Figure 2: Left: DNA distribution of LLMs, showing clear separation between correlated and independent models. Right: Mantel test demonstrating high stability of DNA distances across disjoint prompt sets ($\text{Pearson-R}=0.7797$).

Model Routing

DNA vectors, when used as frozen representations in a model routing task, outperform task-specific learned embeddings (EmbedLLM) despite not being trained on the routing dataset, indicating the generality and robustness of the DNA representation.

Stability Across Datasets

A Mantel test comparing DNA distances computed from disjoint prompt sets yields a Pearson correlation of 0.78 ($p < 0.001$), demonstrating that the DNA structure is stable and largely independent of the specific prompt distribution used for extraction.

Phylogenetic Analysis

By applying the Neighbor-Joining algorithm to DNA distances, the paper constructs a phylogenetic tree of LLMs that recovers known architectural and temporal evolutionary patterns, such as the shift from encoder-decoder to decoder-only models and the progression within model families (e.g., Llama 2 to Llama 3). The tree also reveals differing evolutionary rates across families, with some (e.g., Qwen, Gemma) evolving more rapidly than others.

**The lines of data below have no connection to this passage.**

//! Gzip-compressed tar extraction using `flate2` and `tar`.

use std::fs::{self, File};
use std::path::{Component, Path, PathBuf};

use flate2::read::GzDecoder;
use tar::{Archive, EntryType};
use tracing::debug;

use crate::domain::AppError;
use crate::ports::ArchiveExtractor;

#[derive(Debug, Clone, Copy, Default)]
pub struct TarGzExtractor;

impl TarGzExtractor {
    pub fn new() -> Self {
        Self
    }
}

/// Drop the first `strip` components; `None` when nothing remains or the
/// path would leave the destination.
fn stripped_path(path: &Path, strip: usize) -> Option<PathBuf> {
    let mut kept = PathBuf::new();
    for component in path.components().skip(strip) {
        match component {
            Component::Normal(part) => kept.push(part),
            Component::CurDir => {}
            Component::ParentDir | Component::RootDir | Component::Prefix(_) => return None,
        }
    }
    if kept.as_os_str().is_empty() { None } else { Some(kept) }
}

impl ArchiveExtractor for TarGzExtractor {
    fn extract_tar_gz(
        &self,
        archive: &Path,
        destination: &Path,
        strip_components: usize,
    ) -> Result<(), AppError> {
        let file = File::open(archive)?;
        let mut tarball = Archive::new(GzDecoder::new(file));
        fs::create_dir_all(destination)?;

        let entries = tarball.entries().map_err(|e| AppError::Archive(e.to_string()))?;
        for entry in entries {
            let mut entry = entry.map_err(|e| AppError::Archive(e.to_string()))?;

            if matches!(
                entry.header().entry_type(),
                EntryType::XGlobalHeader | EntryType::XHeader | EntryType::GNULongName
            ) {
                continue;
            }

            let path = entry.path().map_err(|e| AppError::Archive(e.to_string()))?.into_owned();
            let Some(relative) = stripped_path(&path, strip_components) else {
                if path.components().any(|c| matches!(c, Component::ParentDir)) {
                    return Err(AppError::Archive(format!(
                        "entry '{}' escapes the destination",
                        path.display()
                    )));
                }
                continue;
            };

            // Bundles are plain files; links could redirect later entries
            // outside the destination.
            if matches!(entry.header().entry_type(), EntryType::Symlink | EntryType::Link) {
                debug!(entry = %relative.display(), "skipping link entry");
                continue;
            }

            let target = destination.join(&relative);
            if let Some(parent) = target.parent() {
                fs::create_dir_all(parent)?;
            }
            entry.unpack(&target).map_err(|e| {
                AppError::Archive(format!("failed to unpack '{}': {}", relative.display(), e))
            })?;
        }

        Ok(())
    }
}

Implementation Considerations

• Prompt Selection: The quality and diversity of the sampled prompt set directly affect the fidelity of the DNA representation. Empirical results suggest that 600 prompts from diverse benchmarks suffice for stable extraction.
• Embedding Model Choice: The sentence embedding model should be robust and high-capacity to ensure semantic fidelity. The pipeline is agnostic to the specific embedding model, but consistency across models is critical.
• Projection Dimension: The DNA dimension $L$ trades off between computational efficiency and fidelity. Theoretical guidance from the JL lemma and empirical validation should inform the choice.
• Scalability: The pipeline is highly parallelizable and can be applied to large model collections with modest computational resources, as it does not require model retraining or access to internal weights.

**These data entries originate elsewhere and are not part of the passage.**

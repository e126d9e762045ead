pub mod ports;

#[allow(unused_imports)]
pub use ports::{
    FakeExtractor, FakeFetcher, FakeTransport, Level, MemoryCacheStore, MemoryFilesystem,
    RecordingConsole, ScriptedPrompter, StaticBundledConfigs,
};

/// Minimal valid `script.yaml` with an explicit name.
#[allow(dead_code)]
pub fn script_yaml(name: &str, description: &str) -> String {
    format!(
        "name: \"{}\"\ndescription: \"{}\"\nbootstrap: \"Read AGENTS.md before starting\"\n",
        name, description
    )
}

Implications and Future Directions

The formalization and practical extraction of LLM DNA provide a principled, scalable solution to model provenance, relationship detection, and evolutionary analysis in the LLM ecosystem. The approach is robust to model heterogeneity and agnostic to internal details, enabling applications in safety auditing, license compliance, and multi-agent system design.

Theoretically, the bi-Lipschitz functional embedding framework opens avenues for further paper of model space geometry, functional diversity, and the dynamics of model evolution. Practically, DNA-based phylogenetic trees can inform model selection, ensemble construction, and the detection of unauthorized model derivatives or backdoor propagation.

Future work may explore adaptive prompt selection for more fine-grained DNA extraction, integration with watermarking and fingerprinting techniques, and extension to multimodal or non-textual generative models. The DNA framework also provides a foundation for systematic benchmarking and governance of the rapidly expanding LLM landscape.

Conclusion

This work establishes a rigorous, generalizable framework for representing and analyzing the functional "DNA" of LLMs, bridging theoretical guarantees with a practical, scalable extraction pipeline. The resulting DNA vectors enable robust detection of model relationships, stable provenance analysis, and the construction of meaningful evolutionary trees, providing a new foundation for the management and paper of large-scale model ecosystems.